Hypergraphs are marked by complex topology, expressing higher-order interactions among multiple nodes with hyperedges, and better capturing the topology is essential for effective representation learning. Recent advances in generative self-supervised learning (SSL) suggest that hypergraph neural networks learned from generative self-supervision have the potential to effectively encode the complex hypergraph topology. Designing a generative SSL strategy for hypergraphs, however, is not straightforward. Questions remain with regard to its generative SSL task, connection to downstream tasks, and empirical properties of learned representations. In light of the promises and challenges, we propose a novel generative SSL strategy for hypergraphs. We first formulate a generative SSL task on hypergraphs, hyperedge filling, and highlight its theoretical connection to node classification. Based on the generative SSL task, we propose a hypergraph SSL method, HypeBoy. HypeBoy learns effective general-purpose hypergraph representations, outperforming 16 baseline methods across 11 benchmark datasets. Code and datasets are available at https://github.com/kswoo97/hypeboy.

1Introduction

Many real-world interactions occur among multiple entities, such as online group discussions on social media, academic collaboration of researchers, and joint item purchases (Benson et al., 2018; Kim et al., 2023a; Lee et al., 2024). Representing such higher-order interactions with an ordinary graph can cause topological information loss (Dong et al., 2020; Yoon et al., 2020). Thus, hypergraphs have emerged as an effective tool for representing high-order interactions in various domains, including recommender systems (Xia et al., 2022; Yu et al., 2021), financial analysis (Sawhney et al., 2021; 2020), and drug analysis (Ruan et al., 2021; Saifuddin et al., 2023).
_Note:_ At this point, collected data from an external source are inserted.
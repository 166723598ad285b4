//! Textual quantifiers: spelled-out temporal keywords in queries.
//!
//! | keyword              | operator |
//! |----------------------|----------|
//! | `INVARIABLY`, `ALWAYS` | `A[]`  |
//! | `POSSIBLY`           | `E<>`    |
//! | `EVENTUALLY`         | `A<>`    |
//! | `POTENTIALLY ALWAYS` | `E[]`    |
//! | `LEADS TO`           | `-->`    |
//!
//! Applies to the query bar and to `formula` elements of the model. The
//! operators are injected text, so positions inside them do not map back.

use log::debug;
use once_cell::sync::Lazy;

use super::{Mapper, QueryRewrite, QUERY_PATH};
use crate::diagnostics::Diagnostic;
use crate::dispatch::{NodeContext, Phase, PhaseRun};
use crate::errors::MapperError;
use crate::grammar::Grammar;
use crate::model::NodeKind;
use crate::rewrite::TextRewriter;
use crate::syntax::Span;

pub const ID: &str = "textual-quantifiers";

static KEYWORDS: Lazy<Grammar> = Lazy::new(|| {
    Grammar::compile(
        r#"
        keyword = "POTENTIALLY" "ALWAYS"
                | "INVARIABLY" | "ALWAYS" | "POSSIBLY" | "EVENTUALLY"
                | "LEADS" "TO";
        "#,
    )
    .expect("textual quantifier grammar is valid")
});

#[derive(Debug, Clone, Copy, PartialEq, Eq)]
struct Keyword {
    span: Span,
    operator: &'static str,
    /// Path quantifiers open a formula; leads-to joins two.
    path_quantifier: bool,
}

fn operator_for(keyword: &str) -> Option<(&'static str, bool)> {
    Some(match keyword {
        "INVARIABLY" | "ALWAYS" => ("A[]", true),
        "POSSIBLY" => ("E<>", true),
        "EVENTUALLY" => ("A<>", true),
        "POTENTIALLY ALWAYS" => ("E[]", true),
        "LEADS TO" => ("-->", false),
        _ => return None,
    })
}

fn find_keywords(text: &str) -> Vec<Keyword> {
    KEYWORDS
        .find_all(text)
        .filter_map(|tree| {
            let words: Vec<&str> = tree.leaves().iter().map(|leaf| leaf.text.as_str()).collect();
            let (operator, path_quantifier) = operator_for(&words.join(" "))?;
            Some(Keyword {
                span: tree.span(),
                operator,
                path_quantifier,
            })
        })
        .collect()
}

/// Replaces every keyword through `replace` and reports a second path
/// quantifier through `report`.
fn rewrite_keywords(
    text: &str,
    mut replace: impl FnMut(Span, &'static str) -> Result<(), MapperError>,
    mut report: impl FnMut(Span) -> Diagnostic,
) -> Result<Vec<Diagnostic>, MapperError> {
    let mut diagnostics = Vec::new();
    let mut quantifiers = 0;
    for keyword in find_keywords(text) {
        replace(keyword.span, keyword.operator)?;
        if keyword.path_quantifier {
            quantifiers += 1;
            if quantifiers == 2 {
                diagnostics.push(report(keyword.span));
            }
        }
    }
    Ok(diagnostics)
}

const SECOND_QUANTIFIER: &str = "a formula takes a single path quantifier";

fn rewrite_formula(_: &mut (), ctx: &mut NodeContext<'_>) -> Result<Vec<Diagnostic>, MapperError> {
    let Some(text) = ctx.text() else {
        return Ok(Vec::new());
    };
    let mut edits = Vec::new();
    let diagnostics = rewrite_keywords(
        text,
        |span, operator| {
            edits.push((span, operator));
            Ok(())
        },
        |span| ctx.diagnostic(span, SECOND_QUANTIFIER).with_context(text),
    )?;
    for (span, operator) in edits {
        ctx.replace(span, operator)?;
    }
    Ok(diagnostics)
}

#[derive(Debug, Default, Clone, Copy)]
pub struct TextualQuantifiers;

pub fn create() -> Box<dyn Mapper> {
    Box::new(TextualQuantifiers)
}

impl Mapper for TextualQuantifiers {
    fn id(&self) -> &'static str {
        ID
    }

    fn phases(&self) -> Vec<Box<dyn PhaseRun>> {
        vec![Box::new(Phase::new("formulas", ()).register(
            NodeKind::Formula,
            &[NodeKind::Query, NodeKind::Formula],
            rewrite_formula,
        ))]
    }

    fn map_query(&self, query: &str) -> Result<Option<QueryRewrite>, MapperError> {
        let mut rewriter = TextRewriter::new(query);
        let diagnostics = rewrite_keywords(
            query,
            |span, operator| rewriter.replace(span, operator),
            |span| Diagnostic::at_span(QUERY_PATH, query, span, SECOND_QUANTIFIER),
        )?;
        if !rewriter.has_edits() {
            return Ok(None);
        }
        debug!(edits = rewriter.records().len(); "Rewrote textual quantifiers in query");
        Ok(Some(QueryRewrite {
            rewriter,
            diagnostics,
        }))
    }
}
For representation learning on such a complex topology, hypergraph neural networks (HNNs) have been developed. Training HNNs has primarily relied on task-related label supervision, such as external node labels. However, simply learning from external supervision may limit HNNs in capturing more complex patterns in hypergraph topology. Incorporating self-supervision related to topology, hence, can substantially improve HNNs’ representation learning.

Particularly, generative self-supervised learning (SSL) holds promise for effective hypergraph representation learning. Generative SSL has recently shown remarkable success in encoding complex patterns in multiple domains. GPT (OpenAI, 2023) in natural language processing and Masked Autoencoder (He et al., 2022) in computer vision are notable examples. With generative self-supervision, HNNs may encode complex topology more effectively, leading to improved representation learning.

However, designing a generative SSL strategy for hypergraphs is not straightforward. First, questions remain unanswered for generative SSL tasks: (1.a) What should be the target generative SSL task for HNNs? (1.b) How does the generative SSL task relate to downstream tasks (e.g., node classification with external labels)? Second, even after determining the task, details of the SSL method (based on the task) remain unspecified. (2.a) What empirical properties should the method aim to satisfy? (2.b) How can the method achieve effective general-purpose hypergraph representations? Moreover, if not carefully designed, the generative SSL strategy can suffer from severe computational burden, as the number of potential hyperedges grows exponentially with the number of nodes.

In light of these promises and challenges, we systematically investigate and propose a hypergraph generative SSL strategy. Our contributions and the rest of the paper are organized as follows:

•

SSL Task: We formulate a generative SSL task, hyperedge filling, for hypergraph representation learning. Notably, we establish its theoretical connections to node classification (Section 3).

•

SSL Method: Based on the hyperedge filling task, we propose HypeBoy, a novel hypergraph SSL method. HypeBoy is designed to satisfy desirable properties of hypergraph SSL, mitigating (1) over-emphasized proximity, (2) dimensional collapse, and (3) non-uniformity/-alignment of learned representations (Section 4).

•

Experiments: We demonstrate that HypeBoy learns effective general-purpose hypergraph representations. It significantly outperforms SSL-based HNNs in both node classification and hyperedge prediction across 11 benchmark hypergraph datasets (Section 5; code and datasets are available at https://github.com/kswoo97/hypeboy).

2Related Work

In this section, we review the literature on hypergraph neural networks and self-supervised learning.

Hypergraph neural networks (HNNs). HNNs learn hypergraph representations. Converting hyperedges into cliques (fully connected subgraphs) allows graph neural networks to be applied to hypergraphs (Feng et al., 2019; Yadati et al., 2019). Such conversion, however, may result in topological information loss, since high-order interactions (hyperedges) are reduced to pair-wise interactions (edges). As such, most HNNs pass messages through hyperedges to encode hypergraphs. Some notable examples include HNHN (Dong et al., 2020) with hyperedge encoders, UniGNN (Huang & Yang, 2021) with generalized message passing functions for graphs and hypergraphs, AllSet (Chien et al., 2022) with set encoders, ED-HNN (Wang et al., 2023a) with permutation-equivariant diffusion operators, and PhenomNN (Wang et al., 2023b) with hypergraph-regularized energy functions.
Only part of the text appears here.